Por HERMAN AVOSCÁN *

 

No está bien visto definirse como “nacionalista”. Lo “políticamente correcto” parece ser esquivar estas definiciones porque dividen aguas y el uso habitual lo asocia a expresiones políticas de extrema derecha. Y sin embargo, una sociedad que no se reconoce como tal y no revaloriza sus logros, será una sociedad con pocas posibilidades de estabilizarse y desarrollarse. ¿Qué una cosa es la economía y otra la discusión por el nacionalismo? Eso es lo que nos han hecho creer desde el inicio mismo del nacimiento como Nación.

Porque después de todo, la gran pregunta que necesitamos responder es qué es el nacionalismo y para qué nos serviría en la concreción de una vida mejor. Si eso fuera nada más que agitar una bandera y gritar el nombre de nuestro país festejando un triunfo deportivo… no sería muy lejano a la pasión por un equipo cualquiera. Un poco más extendido, tal vez, pero nada más. La última dictadura militar buscó limitar el nacionalismo a lo deportivo, convirtiendo a este sentimiento en una mascarada.

En épocas de dificultades – y hemos tenido muchas -, los argentinos solemos pasar de un extremo a otro. Tenemos muy arraigada la idea de ser “un país rico” y considerarnos “los mejores del mundo”; pero cuando nos chocamos con la cruel realidad inmediatamente pasamos a considerarnos los peores del mundo. Eso sí: siempre en la punta de la tabla…

Esos tiempos de crisis son los momentos de mayor introspección argentina. Aparecen libros explicando por qué tocamos fondo, se instalan debates en los medios, discutimos apasionadamente cualquier idea que ande dando vueltas y hacemos circular todo tipo de chistes en los que irremediablemente nos hacemos quedar como unos idiotas irremediables. Un mecanismo de auto flagelación que significa: “nos merecemos lo que nos toca vivir porque somos así”.

Apenas la situación mejora un poco, los argentinos nos olvidamos de esas discusiones que nos calentaron la garganta en el invierno económico y nos disponemos a disfrutar de la primavera.
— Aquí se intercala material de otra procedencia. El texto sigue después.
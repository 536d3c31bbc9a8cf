// src/logging.rs

//! Logging setup for `batchflow` using `tracing` + `tracing-subscriber`.
//!
//! Priority for determining the log level:
//! 1. `--log-level` CLI flag (if provided)
//! 2. `BATCHFLOW_LOG` environment variable (e.g. "info", "debug")
//! 3. default to `info`
//!
//! Logs are sent to STDERR; stdout carries only result JSON.

use anyhow::Result;
use tracing_subscriber::fmt;

use crate::cli::LogLevel;

/// Initialise the global logging subscriber. Call once at startup.
pub fn init_logging(cli_level: Option<LogLevel>) -> Result<()> {
    let level = resolve_level(cli_level, std::env::var("BATCHFLOW_LOG").ok().as_deref());

    fmt()
        .with_max_level(level)
        .with_target(true)
        .with_thread_ids(false)
        .with_thread_names(false)
        .with_writer(std::io::stderr)
        .try_init()
        .map_err(|e| anyhow::anyhow!("failed to install log subscriber: {e}"))?;

    Ok(())
}

fn resolve_level(cli_level: Option<LogLevel>, env: Option<&str>) -> tracing::Level {
    match cli_level {
        Some(lvl) => level_from_log_level(lvl),
        None => env.and_then(parse_level_str).unwrap_or(tracing::Level::INFO),
    }
}

fn level_from_log_level(lvl: LogLevel) -> tracing::Level {
    match lvl {
        LogLevel::Error => tracing::Level::ERROR,
        LogLevel::Warn => tracing::Level::WARN,
        LogLevel::Info => tracing::Level::INFO,
        LogLevel::Debug => tracing::Level::DEBUG,
        LogLevel::Trace => tracing::Level::TRACE,
    }
}

fn parse_level_str(s: &str) -> Option<tracing::Level> {
    match s.trim().to_lowercase().as_str() {
        "error" => Some(tracing::Level::ERROR),
        "warn" | "warning" => Some(tracing::Level::WARN),
        "info" => Some(tracing::Level::INFO),
        "debug" => Some(tracing::Level::DEBUG),
        "trace" => Some(tracing::Level::TRACE),
        _ => None,
    }
}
Pero esos “chistes inocentes” no son tan “inocentes”. Quedan, permean en nuestra memoria, nos tratan de convencer que en realidad no podemos resolver nuestros problemas como sociedad. Si somos vagos, perezosos, discutidores, rezongones, ególatras, corruptos, vanidosos, como vamos a superar las contradicciones que se nos presentan…

Ahora bien: ¿puede una sociedad superar esas crisis sin tener un poco de auto estima? Cualquiera sabe que para llegar a una meta determinada, ya sea deportiva, profesional o social, la primera condición es creer en las propias posibilidades. Y una Nación que no cree en sus fuerzas, sucumbirá siempre a los mismos escollos.

Pero el término “nacionalismo” puede remitir a una diversidad de variables que nos llevarán por caminos muy diversos. Por eso, primero tenemos que analizar a qué otros conceptos viene asociada la palabra. Por ejemplo, algunos van a asociar inmediatamente el nacionalismo al Ejército. Existe una corriente que considera que las Fuerzas Armadas son el último sostén de la Patria y el fundamento último de la nacionalidad. Un nacionalismo aristocrático, que guarda la virtud del nacionalismo para unos pocos y que termina considerando una amenaza a todo lo que venga de afuera.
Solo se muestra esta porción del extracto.